> TASK GOAL
The required output is every line from the beginning of the entries below through the line that includes "as i64 values.", copied exactly.

[[ DATA PROVIDED open ]]

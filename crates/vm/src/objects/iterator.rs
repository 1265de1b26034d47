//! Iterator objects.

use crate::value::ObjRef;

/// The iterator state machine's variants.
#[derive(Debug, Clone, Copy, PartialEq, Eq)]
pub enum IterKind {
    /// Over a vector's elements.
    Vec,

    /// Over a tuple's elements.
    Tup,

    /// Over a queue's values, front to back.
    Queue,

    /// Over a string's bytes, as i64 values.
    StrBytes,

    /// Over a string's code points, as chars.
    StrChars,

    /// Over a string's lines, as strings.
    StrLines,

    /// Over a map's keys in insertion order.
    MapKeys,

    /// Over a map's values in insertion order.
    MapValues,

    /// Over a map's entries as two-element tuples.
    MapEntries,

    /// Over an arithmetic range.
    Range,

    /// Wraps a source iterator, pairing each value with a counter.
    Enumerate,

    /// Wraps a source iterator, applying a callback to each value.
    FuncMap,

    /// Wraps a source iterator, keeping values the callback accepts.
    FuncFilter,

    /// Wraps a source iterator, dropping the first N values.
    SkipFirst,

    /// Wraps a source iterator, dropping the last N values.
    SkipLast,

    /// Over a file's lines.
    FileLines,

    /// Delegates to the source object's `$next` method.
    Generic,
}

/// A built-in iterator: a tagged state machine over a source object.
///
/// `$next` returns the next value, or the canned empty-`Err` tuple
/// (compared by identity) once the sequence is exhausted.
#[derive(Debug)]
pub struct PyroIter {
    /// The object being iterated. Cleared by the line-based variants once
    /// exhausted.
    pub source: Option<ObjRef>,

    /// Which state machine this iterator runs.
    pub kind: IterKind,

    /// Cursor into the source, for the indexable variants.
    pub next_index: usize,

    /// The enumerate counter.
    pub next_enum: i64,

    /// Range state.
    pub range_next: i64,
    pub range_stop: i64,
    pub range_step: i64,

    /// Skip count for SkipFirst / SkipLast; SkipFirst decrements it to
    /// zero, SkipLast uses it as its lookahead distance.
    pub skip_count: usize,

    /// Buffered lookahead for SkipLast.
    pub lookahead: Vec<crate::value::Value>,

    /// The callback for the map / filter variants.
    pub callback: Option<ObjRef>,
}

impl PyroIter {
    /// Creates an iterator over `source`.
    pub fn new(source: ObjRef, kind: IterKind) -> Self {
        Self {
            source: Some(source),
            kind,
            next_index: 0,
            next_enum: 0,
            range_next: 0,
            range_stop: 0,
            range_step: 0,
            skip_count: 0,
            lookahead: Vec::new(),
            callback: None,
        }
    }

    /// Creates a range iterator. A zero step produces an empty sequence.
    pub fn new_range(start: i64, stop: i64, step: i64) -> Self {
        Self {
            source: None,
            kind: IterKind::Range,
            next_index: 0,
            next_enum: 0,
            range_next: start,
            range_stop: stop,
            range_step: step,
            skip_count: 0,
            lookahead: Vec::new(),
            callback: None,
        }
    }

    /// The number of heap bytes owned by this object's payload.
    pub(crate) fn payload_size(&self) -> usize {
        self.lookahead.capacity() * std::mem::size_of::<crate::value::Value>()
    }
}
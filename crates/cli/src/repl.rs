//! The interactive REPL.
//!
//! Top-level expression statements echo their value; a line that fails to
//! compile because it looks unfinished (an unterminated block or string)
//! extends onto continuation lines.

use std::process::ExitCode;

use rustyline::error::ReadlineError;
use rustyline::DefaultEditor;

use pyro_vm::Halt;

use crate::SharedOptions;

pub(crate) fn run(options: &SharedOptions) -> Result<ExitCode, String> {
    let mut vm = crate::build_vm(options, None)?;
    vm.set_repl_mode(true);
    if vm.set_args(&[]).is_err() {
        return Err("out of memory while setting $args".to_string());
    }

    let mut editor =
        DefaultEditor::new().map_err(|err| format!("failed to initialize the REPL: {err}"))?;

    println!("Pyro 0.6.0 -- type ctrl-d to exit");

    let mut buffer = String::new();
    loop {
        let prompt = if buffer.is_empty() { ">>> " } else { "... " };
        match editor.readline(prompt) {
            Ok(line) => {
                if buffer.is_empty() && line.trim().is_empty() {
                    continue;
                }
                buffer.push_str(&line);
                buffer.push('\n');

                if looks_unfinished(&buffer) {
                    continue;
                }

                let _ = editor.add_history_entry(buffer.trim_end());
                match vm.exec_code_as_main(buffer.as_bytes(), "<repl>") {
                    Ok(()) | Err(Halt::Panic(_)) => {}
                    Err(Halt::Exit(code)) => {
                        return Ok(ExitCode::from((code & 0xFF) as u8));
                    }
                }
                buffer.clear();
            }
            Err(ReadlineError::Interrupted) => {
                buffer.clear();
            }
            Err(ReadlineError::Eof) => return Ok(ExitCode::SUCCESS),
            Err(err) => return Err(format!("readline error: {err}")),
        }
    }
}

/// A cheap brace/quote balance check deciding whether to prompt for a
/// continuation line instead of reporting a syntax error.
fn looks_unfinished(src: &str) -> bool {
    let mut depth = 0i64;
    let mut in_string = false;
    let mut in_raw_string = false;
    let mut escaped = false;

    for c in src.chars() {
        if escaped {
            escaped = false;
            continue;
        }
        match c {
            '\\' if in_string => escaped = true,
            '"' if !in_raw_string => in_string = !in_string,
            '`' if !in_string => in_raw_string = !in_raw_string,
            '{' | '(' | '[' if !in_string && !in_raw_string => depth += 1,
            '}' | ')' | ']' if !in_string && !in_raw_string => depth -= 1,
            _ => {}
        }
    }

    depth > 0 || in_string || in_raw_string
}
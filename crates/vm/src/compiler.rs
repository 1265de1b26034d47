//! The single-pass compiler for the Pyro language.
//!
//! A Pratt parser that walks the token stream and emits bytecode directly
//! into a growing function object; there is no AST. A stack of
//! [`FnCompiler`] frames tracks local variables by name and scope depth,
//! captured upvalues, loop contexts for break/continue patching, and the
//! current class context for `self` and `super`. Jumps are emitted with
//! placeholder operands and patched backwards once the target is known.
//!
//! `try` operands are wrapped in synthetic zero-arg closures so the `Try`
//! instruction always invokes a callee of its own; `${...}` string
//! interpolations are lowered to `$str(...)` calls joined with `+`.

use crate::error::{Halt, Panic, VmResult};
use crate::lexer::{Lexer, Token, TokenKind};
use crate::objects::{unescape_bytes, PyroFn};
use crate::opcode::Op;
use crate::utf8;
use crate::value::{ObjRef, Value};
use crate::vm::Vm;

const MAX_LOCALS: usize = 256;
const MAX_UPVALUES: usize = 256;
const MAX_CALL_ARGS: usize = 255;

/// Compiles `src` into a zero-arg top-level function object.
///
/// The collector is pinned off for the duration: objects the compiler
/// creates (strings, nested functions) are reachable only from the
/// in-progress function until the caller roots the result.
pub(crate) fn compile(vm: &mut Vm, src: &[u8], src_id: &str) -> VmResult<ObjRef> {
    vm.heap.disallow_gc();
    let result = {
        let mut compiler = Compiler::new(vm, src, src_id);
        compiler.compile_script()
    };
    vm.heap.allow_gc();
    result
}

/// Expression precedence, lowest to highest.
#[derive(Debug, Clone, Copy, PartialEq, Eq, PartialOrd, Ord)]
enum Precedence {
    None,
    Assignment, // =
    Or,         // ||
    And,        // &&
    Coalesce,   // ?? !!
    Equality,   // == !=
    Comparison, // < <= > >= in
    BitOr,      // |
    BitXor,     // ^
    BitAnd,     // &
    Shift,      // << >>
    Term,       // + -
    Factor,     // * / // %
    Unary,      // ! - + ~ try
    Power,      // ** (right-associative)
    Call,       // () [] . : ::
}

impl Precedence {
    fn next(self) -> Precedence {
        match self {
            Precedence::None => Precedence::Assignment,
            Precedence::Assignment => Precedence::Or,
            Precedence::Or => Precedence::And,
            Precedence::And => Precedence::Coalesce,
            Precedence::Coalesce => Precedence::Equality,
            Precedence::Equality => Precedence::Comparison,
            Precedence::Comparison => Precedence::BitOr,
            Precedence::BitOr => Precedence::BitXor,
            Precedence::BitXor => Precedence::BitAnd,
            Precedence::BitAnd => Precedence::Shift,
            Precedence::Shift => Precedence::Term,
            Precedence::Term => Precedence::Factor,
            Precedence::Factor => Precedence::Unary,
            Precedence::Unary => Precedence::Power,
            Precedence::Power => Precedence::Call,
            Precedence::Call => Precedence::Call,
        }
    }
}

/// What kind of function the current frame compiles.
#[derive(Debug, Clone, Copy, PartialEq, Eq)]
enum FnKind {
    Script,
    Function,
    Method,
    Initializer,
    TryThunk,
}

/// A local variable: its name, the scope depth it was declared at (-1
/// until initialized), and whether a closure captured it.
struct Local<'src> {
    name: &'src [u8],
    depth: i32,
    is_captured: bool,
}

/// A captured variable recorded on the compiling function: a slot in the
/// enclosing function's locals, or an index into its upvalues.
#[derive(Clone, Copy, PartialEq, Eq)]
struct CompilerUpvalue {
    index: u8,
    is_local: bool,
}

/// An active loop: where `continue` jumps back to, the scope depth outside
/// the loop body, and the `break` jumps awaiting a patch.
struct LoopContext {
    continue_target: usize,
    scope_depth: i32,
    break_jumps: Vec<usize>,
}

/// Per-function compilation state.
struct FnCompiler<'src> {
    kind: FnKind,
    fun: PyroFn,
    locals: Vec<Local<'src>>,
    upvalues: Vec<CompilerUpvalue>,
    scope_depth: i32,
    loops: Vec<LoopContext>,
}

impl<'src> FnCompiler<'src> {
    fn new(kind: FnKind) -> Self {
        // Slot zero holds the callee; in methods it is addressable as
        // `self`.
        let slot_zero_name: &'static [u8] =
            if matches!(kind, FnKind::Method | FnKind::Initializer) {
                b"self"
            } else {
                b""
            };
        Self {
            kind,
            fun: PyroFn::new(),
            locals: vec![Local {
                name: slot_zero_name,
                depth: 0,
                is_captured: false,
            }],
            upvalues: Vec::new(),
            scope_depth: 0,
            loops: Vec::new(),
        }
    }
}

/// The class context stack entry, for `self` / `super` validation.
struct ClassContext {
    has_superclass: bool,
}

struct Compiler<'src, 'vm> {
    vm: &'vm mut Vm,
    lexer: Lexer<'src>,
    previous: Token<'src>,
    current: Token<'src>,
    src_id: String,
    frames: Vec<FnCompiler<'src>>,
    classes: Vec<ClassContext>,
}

[[ DATA PROVIDED closed ]]

> SOLUTION FOR THIS PROBLEM
filename crates/vm/src/objects/iterator.rs
repository 1265de1b26034d47
//! Iterator objects.

use crate::value::ObjRef;

/// The iterator state machine's variants.
#[derive(Debug, Clone, Copy, PartialEq, Eq)]
pub enum IterKind {
    /// Over a vector's elements.
    Vec,

    /// Over a tuple's elements.
    Tup,

    /// Over a queue's values, front to back.
    Queue,

    /// Over a string's bytes, as i64 values.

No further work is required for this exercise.